══ Exercise data

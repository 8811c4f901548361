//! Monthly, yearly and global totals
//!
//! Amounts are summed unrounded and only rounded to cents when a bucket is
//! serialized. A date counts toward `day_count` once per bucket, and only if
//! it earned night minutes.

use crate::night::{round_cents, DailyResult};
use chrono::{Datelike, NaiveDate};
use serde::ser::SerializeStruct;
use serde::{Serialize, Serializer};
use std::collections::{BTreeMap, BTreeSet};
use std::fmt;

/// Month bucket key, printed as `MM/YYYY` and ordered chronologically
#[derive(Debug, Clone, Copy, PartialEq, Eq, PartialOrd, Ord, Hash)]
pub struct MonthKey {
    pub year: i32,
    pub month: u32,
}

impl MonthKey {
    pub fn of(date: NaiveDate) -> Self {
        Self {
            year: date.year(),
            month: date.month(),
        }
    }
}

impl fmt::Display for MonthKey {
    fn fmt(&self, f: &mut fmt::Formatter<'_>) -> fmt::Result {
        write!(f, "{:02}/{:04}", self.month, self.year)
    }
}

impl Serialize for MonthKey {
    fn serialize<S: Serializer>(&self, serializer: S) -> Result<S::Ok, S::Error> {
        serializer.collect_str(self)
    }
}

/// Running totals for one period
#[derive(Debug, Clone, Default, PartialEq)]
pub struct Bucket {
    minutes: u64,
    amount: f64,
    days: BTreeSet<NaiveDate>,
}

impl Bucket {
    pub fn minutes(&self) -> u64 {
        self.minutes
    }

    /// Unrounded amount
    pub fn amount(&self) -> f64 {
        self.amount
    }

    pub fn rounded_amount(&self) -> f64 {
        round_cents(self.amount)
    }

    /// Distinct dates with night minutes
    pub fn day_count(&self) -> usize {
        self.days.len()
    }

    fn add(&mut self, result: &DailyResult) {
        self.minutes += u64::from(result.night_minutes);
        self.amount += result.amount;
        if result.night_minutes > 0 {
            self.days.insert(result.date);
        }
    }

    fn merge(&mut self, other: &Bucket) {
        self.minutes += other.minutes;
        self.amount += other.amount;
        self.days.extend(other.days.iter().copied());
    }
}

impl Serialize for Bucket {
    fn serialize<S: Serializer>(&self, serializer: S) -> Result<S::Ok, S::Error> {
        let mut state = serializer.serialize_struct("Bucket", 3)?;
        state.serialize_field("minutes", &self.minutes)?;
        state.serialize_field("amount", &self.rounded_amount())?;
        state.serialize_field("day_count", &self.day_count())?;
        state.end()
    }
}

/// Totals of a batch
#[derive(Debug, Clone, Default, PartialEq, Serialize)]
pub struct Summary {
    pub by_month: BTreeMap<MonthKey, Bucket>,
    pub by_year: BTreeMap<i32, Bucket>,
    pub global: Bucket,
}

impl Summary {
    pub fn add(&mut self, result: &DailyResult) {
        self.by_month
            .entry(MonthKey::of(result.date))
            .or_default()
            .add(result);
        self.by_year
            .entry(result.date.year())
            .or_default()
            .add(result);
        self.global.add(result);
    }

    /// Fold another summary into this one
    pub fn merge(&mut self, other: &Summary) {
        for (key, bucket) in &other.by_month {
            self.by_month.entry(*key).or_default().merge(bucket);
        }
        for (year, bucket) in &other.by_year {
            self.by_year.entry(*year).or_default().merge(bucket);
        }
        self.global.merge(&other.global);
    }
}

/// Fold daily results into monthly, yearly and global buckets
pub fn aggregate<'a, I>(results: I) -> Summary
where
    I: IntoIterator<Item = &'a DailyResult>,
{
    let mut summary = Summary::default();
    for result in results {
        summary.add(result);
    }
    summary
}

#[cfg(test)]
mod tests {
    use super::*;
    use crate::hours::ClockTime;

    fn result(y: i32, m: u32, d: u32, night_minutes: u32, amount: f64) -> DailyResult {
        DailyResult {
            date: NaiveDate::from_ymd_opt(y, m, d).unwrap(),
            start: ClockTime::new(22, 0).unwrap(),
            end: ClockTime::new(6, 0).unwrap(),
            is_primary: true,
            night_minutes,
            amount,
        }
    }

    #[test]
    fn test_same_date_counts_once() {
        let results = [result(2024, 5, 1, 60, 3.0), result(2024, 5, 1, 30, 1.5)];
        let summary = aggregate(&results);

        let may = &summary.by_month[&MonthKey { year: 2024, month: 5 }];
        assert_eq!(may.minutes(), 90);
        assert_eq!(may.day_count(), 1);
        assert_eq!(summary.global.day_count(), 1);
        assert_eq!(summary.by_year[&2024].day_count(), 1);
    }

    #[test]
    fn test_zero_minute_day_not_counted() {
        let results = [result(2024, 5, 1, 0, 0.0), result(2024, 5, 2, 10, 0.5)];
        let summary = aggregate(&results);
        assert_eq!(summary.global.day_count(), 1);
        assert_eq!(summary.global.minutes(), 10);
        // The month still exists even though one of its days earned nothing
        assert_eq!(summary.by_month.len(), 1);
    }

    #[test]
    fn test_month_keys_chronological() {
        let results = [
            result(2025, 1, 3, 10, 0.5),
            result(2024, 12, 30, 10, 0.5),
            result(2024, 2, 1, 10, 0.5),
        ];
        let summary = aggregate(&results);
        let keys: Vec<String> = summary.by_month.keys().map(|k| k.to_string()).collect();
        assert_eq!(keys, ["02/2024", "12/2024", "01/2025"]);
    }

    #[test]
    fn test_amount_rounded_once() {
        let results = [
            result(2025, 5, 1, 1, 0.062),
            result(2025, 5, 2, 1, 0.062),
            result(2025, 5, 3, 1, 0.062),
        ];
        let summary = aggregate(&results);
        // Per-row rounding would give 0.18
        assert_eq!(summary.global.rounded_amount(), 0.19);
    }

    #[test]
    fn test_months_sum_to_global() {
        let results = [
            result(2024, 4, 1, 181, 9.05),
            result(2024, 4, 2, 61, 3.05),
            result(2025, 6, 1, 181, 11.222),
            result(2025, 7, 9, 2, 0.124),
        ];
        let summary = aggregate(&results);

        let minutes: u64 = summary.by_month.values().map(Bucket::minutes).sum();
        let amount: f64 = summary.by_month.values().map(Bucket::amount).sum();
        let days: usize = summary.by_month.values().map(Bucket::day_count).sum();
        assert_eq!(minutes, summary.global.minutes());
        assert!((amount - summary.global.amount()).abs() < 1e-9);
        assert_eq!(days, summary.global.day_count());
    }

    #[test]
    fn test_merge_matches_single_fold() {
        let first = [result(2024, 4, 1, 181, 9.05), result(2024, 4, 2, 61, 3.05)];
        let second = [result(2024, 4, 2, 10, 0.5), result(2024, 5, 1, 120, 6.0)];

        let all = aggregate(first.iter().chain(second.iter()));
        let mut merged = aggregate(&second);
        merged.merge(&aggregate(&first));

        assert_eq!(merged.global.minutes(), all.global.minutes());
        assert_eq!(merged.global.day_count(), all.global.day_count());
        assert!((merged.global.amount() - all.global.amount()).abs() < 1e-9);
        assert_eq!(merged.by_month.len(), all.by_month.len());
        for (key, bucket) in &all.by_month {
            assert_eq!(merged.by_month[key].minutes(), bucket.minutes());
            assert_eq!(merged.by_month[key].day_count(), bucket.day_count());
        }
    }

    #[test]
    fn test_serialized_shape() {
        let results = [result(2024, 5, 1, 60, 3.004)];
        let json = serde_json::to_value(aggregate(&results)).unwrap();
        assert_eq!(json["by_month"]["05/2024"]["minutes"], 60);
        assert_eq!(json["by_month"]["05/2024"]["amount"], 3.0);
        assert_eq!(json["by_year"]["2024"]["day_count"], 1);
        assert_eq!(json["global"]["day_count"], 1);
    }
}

════

**Exercise objective**
Scan the records above. Return every line with "values" in it.

**Answer to this problem**
        let minutes: u64 = summary.by_month.values().map(Bucket::minutes).sum();
        let amount: f64 = summary.by_month.values().map(Bucket::amount).sum();
        let days: usize = summary.by_month.values().map(Bucket::day_count).sum();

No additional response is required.